Stored data
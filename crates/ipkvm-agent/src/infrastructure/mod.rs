//! Infrastructure layer for the agent.
//!
//! Contains the device- and OS-facing adapters: V4L2 capture, the H.264
//! encoder, the WebSocket stream server, the serial HID driver, and
//! configuration storage. Each concern exposes a trait (`CaptureDriver`,
//! `H264Backend`/`EncoderFactory`, `StreamServer`/`ServerFactory`,
//! `HidDriver`) plus an in-memory implementation for tests.

pub mod capture;
pub mod encoder;
pub mod hid;
pub mod network;
pub mod storage;
//! V4L2 capture driver (Linux).
//!
//! Format negotiation and enumeration use the `v4l` crate's `Capture`
//! interface. Buffer exchange uses raw `VIDIOC_*` requests on the same file
//! descriptor so dequeue and enqueue stay separate operations.

use std::fs;
use std::io;
use std::mem;
use std::os::raw::c_void;
use std::path::PathBuf;
use std::ptr;

use tracing::{debug, warn};
use v4l::buffer::Type as BufferType;
use v4l::capability::Flags;
use v4l::frameinterval::FrameIntervalEnum;
use v4l::framesize::FrameSizeEnum;
use v4l::memory::Memory;
use v4l::v4l2::{self, vidioc};
use v4l::v4l_sys::{v4l2_buffer, v4l2_requestbuffers};
use v4l::video::capture::Parameters;
use v4l::video::Capture;
use v4l::{Device, FourCC};

use super::format::{DeviceInfo, FormatDescription, FourCc, Resolution};
use super::{CaptureDriver, CaptureError, FrameMemory};

/// Upper bound on waiting for a frame before reporting a transient failure.
const DEQUEUE_POLL_TIMEOUT_MS: i32 = 2000;

/// One `mmap`ed driver buffer.
struct MmapRegion {
    ptr: *mut u8,
    len: usize,
}

// SAFETY: the region is a private shared mapping owned by this value; it is
// only read through `&self` and unmapped once in `drop`.
unsafe impl Send for MmapRegion {}

impl FrameMemory for MmapRegion {
    fn as_slice(&self) -> &[u8] {
        // SAFETY: `ptr` points at `len` mapped bytes until `drop`.
        unsafe { std::slice::from_raw_parts(self.ptr, self.len) }
    }
}

impl Drop for MmapRegion {
    fn drop(&mut self) {
        // SAFETY: `ptr`/`len` come from a successful `mmap` and are unmapped once.
        unsafe {
            libc::munmap(self.ptr.cast::<c_void>(), self.len);
        }
    }
}

/// [`CaptureDriver`] for a V4L2 video node.
#[derive(Default)]
pub struct V4l2Driver {
    device: Option<Device>,
}

impl V4l2Driver {
    pub fn new() -> Self {
        Self::default()
    }

    fn device(&self) -> Result<&Device, CaptureError> {
        self.device.as_ref().ok_or(CaptureError::NotOpen)
    }

    fn fd(&self) -> Result<i32, CaptureError> {
        Ok(self.device()?.handle().fd())
    }

    fn empty_buffer(index: u32) -> v4l2_buffer {
        // SAFETY: v4l2_buffer is a plain C struct; all-zero is a valid value.
        let mut buf: v4l2_buffer = unsafe { mem::zeroed() };
        buf.type_ = BufferType::VideoCapture as u32;
        buf.memory = Memory::Mmap as u32;
        buf.index = index;
        buf
    }

    fn stream_request(&self, request: vidioc::_IOC_TYPE) -> Result<(), CaptureError> {
        let fd = self.fd()?;
        let mut typ = BufferType::VideoCapture as u32;
        // SAFETY: STREAMON/STREAMOFF take a pointer to the buffer type.
        unsafe { v4l2::ioctl(fd, request, (&mut typ as *mut u32).cast::<c_void>()) }
            .map_err(|e| CaptureError::Stream(e.to_string()))
    }
}

impl CaptureDriver for V4l2Driver {
    fn open(&mut self, path: &str) -> Result<(), CaptureError> {
        let device = Device::with_path(path).map_err(|source| CaptureError::Open {
            path: path.to_string(),
            source,
        })?;
        self.device = Some(device);
        Ok(())
    }

    fn close(&mut self) {
        self.device = None;
    }

    fn is_open(&self) -> bool {
        self.device.is_some()
    }

    fn enum_formats(&self, out: &mut Vec<FormatDescription>) -> Result<(), CaptureError> {
        let formats = self.device()?.enum_formats()?;
        out.extend(formats.into_iter().map(|d| FormatDescription {
            fourcc: FourCc::new(&d.fourcc.repr),
            description: d.description,
        }));
        Ok(())
    }

    fn enum_resolutions(
        &self,
        fourcc: FourCc,
        out: &mut Vec<Resolution>,
    ) -> Result<(), CaptureError> {
        let sizes = self.device()?.enum_framesizes(FourCC::new(fourcc.bytes()))?;
        out.extend(sizes.into_iter().filter_map(|s| match s.size {
            FrameSizeEnum::Discrete(d) => Some(Resolution::new(d.width, d.height)),
            FrameSizeEnum::Stepwise(_) => None,
        }));
        Ok(())
    }

    fn enum_frame_rates(
        &self,
        fourcc: FourCc,
        resolution: Resolution,
        out: &mut Vec<u32>,
    ) -> Result<(), CaptureError> {
        let intervals = self.device()?.enum_frameintervals(
            FourCC::new(fourcc.bytes()),
            resolution.width,
            resolution.height,
        )?;
        out.extend(intervals.into_iter().filter_map(|i| match i.interval {
            FrameIntervalEnum::Discrete(f) if f.numerator > 0 => Some(f.denominator / f.numerator),
            _ => None,
        }));
        Ok(())
    }

    fn set_format(
        &mut self,
        resolution: Resolution,
        fourcc: FourCc,
    ) -> Result<Resolution, CaptureError> {
        let device = self.device()?;
        let mut format = device
            .format()
            .map_err(|e| CaptureError::Negotiation(e.to_string()))?;
        format.width = resolution.width;
        format.height = resolution.height;
        format.fourcc = FourCC::new(fourcc.bytes());

        let actual = device
            .set_format(&format)
            .map_err(|e| CaptureError::Negotiation(e.to_string()))?;
        if actual.fourcc != format.fourcc {
            return Err(CaptureError::Negotiation(format!(
                "driver substituted {} for {fourcc}",
                actual.fourcc
            )));
        }
        Ok(Resolution::new(actual.width, actual.height))
    }

    fn set_frame_rate(&mut self, fps: u32) -> Result<(), CaptureError> {
        self.device()?
            .set_params(&Parameters::with_fps(fps))
            .map_err(|e| CaptureError::Negotiation(e.to_string()))?;
        Ok(())
    }

    fn request_buffers(&mut self, count: u32) -> Result<u32, CaptureError> {
        let fd = self.fd()?;
        // SAFETY: plain C struct; all-zero is valid.
        let mut req: v4l2_requestbuffers = unsafe { mem::zeroed() };
        req.count = count;
        req.type_ = BufferType::VideoCapture as u32;
        req.memory = Memory::Mmap as u32;
        // SAFETY: REQBUFS takes a pointer to v4l2_requestbuffers.
        unsafe {
            v4l2::ioctl(
                fd,
                vidioc::VIDIOC_REQBUFS,
                (&mut req as *mut v4l2_requestbuffers).cast::<c_void>(),
            )
        }
        .map_err(|e| CaptureError::Buffer(format!("REQBUFS({count}): {e}")))?;
        Ok(req.count)
    }

    fn map_buffer(&mut self, index: u32) -> Result<Box<dyn FrameMemory>, CaptureError> {
        let fd = self.fd()?;
        let mut buf = Self::empty_buffer(index);
        // SAFETY: QUERYBUF takes a pointer to v4l2_buffer.
        unsafe {
            v4l2::ioctl(
                fd,
                vidioc::VIDIOC_QUERYBUF,
                (&mut buf as *mut v4l2_buffer).cast::<c_void>(),
            )
        }
        .map_err(|e| CaptureError::Buffer(format!("QUERYBUF({index}): {e}")))?;

        let len = buf.length as usize;
        // SAFETY: `m.offset` is the active union member for MMAP buffers.
        let offset = unsafe { buf.m.offset };
        // SAFETY: maps the driver-provided region; failure is checked below.
        let ptr = unsafe {
            libc::mmap(
                ptr::null_mut(),
                len,
                libc::PROT_READ | libc::PROT_WRITE,
                libc::MAP_SHARED,
                fd,
                offset as libc::off_t,
            )
        };
        if ptr == libc::MAP_FAILED {
            return Err(CaptureError::Buffer(format!(
                "mmap({index}): {}",
                io::Error::last_os_error()
            )));
        }
        Ok(Box::new(MmapRegion {
            ptr: ptr.cast::<u8>(),
            len,
        }))
    }

    fn queue_buffer(&mut self, index: u32) -> Result<(), CaptureError> {
        let fd = self.fd()?;
        let mut buf = Self::empty_buffer(index);
        // SAFETY: QBUF takes a pointer to v4l2_buffer.
        unsafe {
            v4l2::ioctl(
                fd,
                vidioc::VIDIOC_QBUF,
                (&mut buf as *mut v4l2_buffer).cast::<c_void>(),
            )
        }
        .map_err(|e| CaptureError::Buffer(format!("QBUF({index}): {e}")))
    }

    fn dequeue_buffer(&mut self) -> Result<(u32, usize), CaptureError> {
        let fd = self.fd()?;

        // The node is opened non-blocking; wait for a frame first.
        let mut pollfd = libc::pollfd {
            fd,
            events: libc::POLLIN,
            revents: 0,
        };
        // SAFETY: one valid pollfd.
        let ready = unsafe { libc::poll(&mut pollfd, 1, DEQUEUE_POLL_TIMEOUT_MS) };
        if ready < 0 {
            return Err(io::Error::last_os_error().into());
        }
        if ready == 0 {
            return Err(io::Error::new(io::ErrorKind::TimedOut, "no frame within poll timeout").into());
        }

        let mut buf = Self::empty_buffer(0);
        // SAFETY: DQBUF takes a pointer to v4l2_buffer.
        unsafe {
            v4l2::ioctl(
                fd,
                vidioc::VIDIOC_DQBUF,
                (&mut buf as *mut v4l2_buffer).cast::<c_void>(),
            )
        }?;
        Ok((buf.index, buf.bytesused as usize))
    }

    fn stream_on(&mut self) -> Result<(), CaptureError> {
        self.stream_request(vidioc::VIDIOC_STREAMON)
    }

    fn stream_off(&mut self) -> Result<(), CaptureError> {
        self.stream_request(vidioc::VIDIOC_STREAMOFF)
    }
}

/// Lists `/dev/video*` nodes that support streaming capture.
///
/// Nodes whose name contains `-` are skipped; those are codec or metadata
/// nodes on most boards.
pub fn list_devices() -> Vec<DeviceInfo> {
    let entries = match fs::read_dir("/dev") {
        Ok(entries) => entries,
        Err(e) => {
            warn!("cannot scan /dev: {e}");
            return Vec::new();
        }
    };

    let mut paths: Vec<PathBuf> = entries
        .filter_map(Result::ok)
        .filter(|entry| {
            let name = entry.file_name();
            let name = name.to_string_lossy();
            name.starts_with("video") && !name.contains('-')
        })
        .map(|entry| entry.path())
        .collect();
    paths.sort();

    paths
        .into_iter()
        .filter_map(|path| {
            let device = match Device::with_path(&path) {
                Ok(device) => device,
                Err(e) => {
                    debug!("skipping {}: {e}", path.display());
                    return None;
                }
            };
            let caps = device.query_caps().ok()?;
            if !caps
                .capabilities
                .contains(Flags::VIDEO_CAPTURE | Flags::STREAMING)
            {
                debug!("skipping {}: not a streaming capture node", path.display());
                return None;
            }
            Some(DeviceInfo {
                path,
                card: caps.card,
                driver: caps.driver,
            })
        })
        .collect()
}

Work request: Show, from the records above, every line that includes "display".

Response to this exercise:
                    debug!("skipping {}: {e}", path.display());
                debug!("skipping {}: not a streaming capture node", path.display());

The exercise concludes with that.